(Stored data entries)
----

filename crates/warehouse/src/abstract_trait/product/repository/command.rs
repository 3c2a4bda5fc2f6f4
use crate::model::product::{NewProduct, Product as ProductModel};
use async_trait::async_trait;
use shared::errors::RepositoryError;
use std::sync::Arc;

pub type DynProductCommandRepository = Arc<dyn ProductCommandRepositoryTrait + Send + Sync>;

#[async_trait]
pub trait ProductCommandRepositoryTrait {
    /// Stores a new product and returns it with its assigned id.
    async fn insert(&self, product: &NewProduct) -> Result<ProductModel, RepositoryError>;

    /// Persists `updated`'s counters only if the stored counters still equal
    /// `expected`'s; otherwise fails with [`RepositoryError::Conflict`].
    async fn update_quantities(
        &self,
        expected: &ProductModel,
        updated: &ProductModel,
    ) -> Result<ProductModel, RepositoryError>;
}
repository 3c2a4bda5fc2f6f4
pub mod config;
pub mod errors;
pub mod utils;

----

Exercise: An exact copy of all the records is what is needed here.

Exercise solution:
filename crates/warehouse/src/abstract_trait/product/repository/command.rs
repository 3c2a4bda5fc2f6f4
use crate::model::product::{NewProduct, Product as ProductModel};
use async_trait::async_trait;
use shared::errors::RepositoryError;
use std::sync::Arc;

pub type DynProductCommandRepository = Arc<dyn ProductCommandRepositoryTrait + Send + Sync>;

#[async_trait]
pub trait ProductCommandRepositoryTrait {
    /// Stores a new product and returns it with its assigned id.
    async fn insert(&self, product: &NewProduct) -> Result<ProductModel, RepositoryError>;

    /// Persists `updated`'s counters only if the stored counters still equal
    /// `expected`'s; otherwise fails with [`RepositoryError::Conflict`].
    async fn update_quantities(
        &self,
        expected: &ProductModel,
        updated: &ProductModel,
    ) -> Result<ProductModel, RepositoryError>;
}
repository 3c2a4bda5fc2f6f4
pub mod config;
pub mod errors;
pub mod utils;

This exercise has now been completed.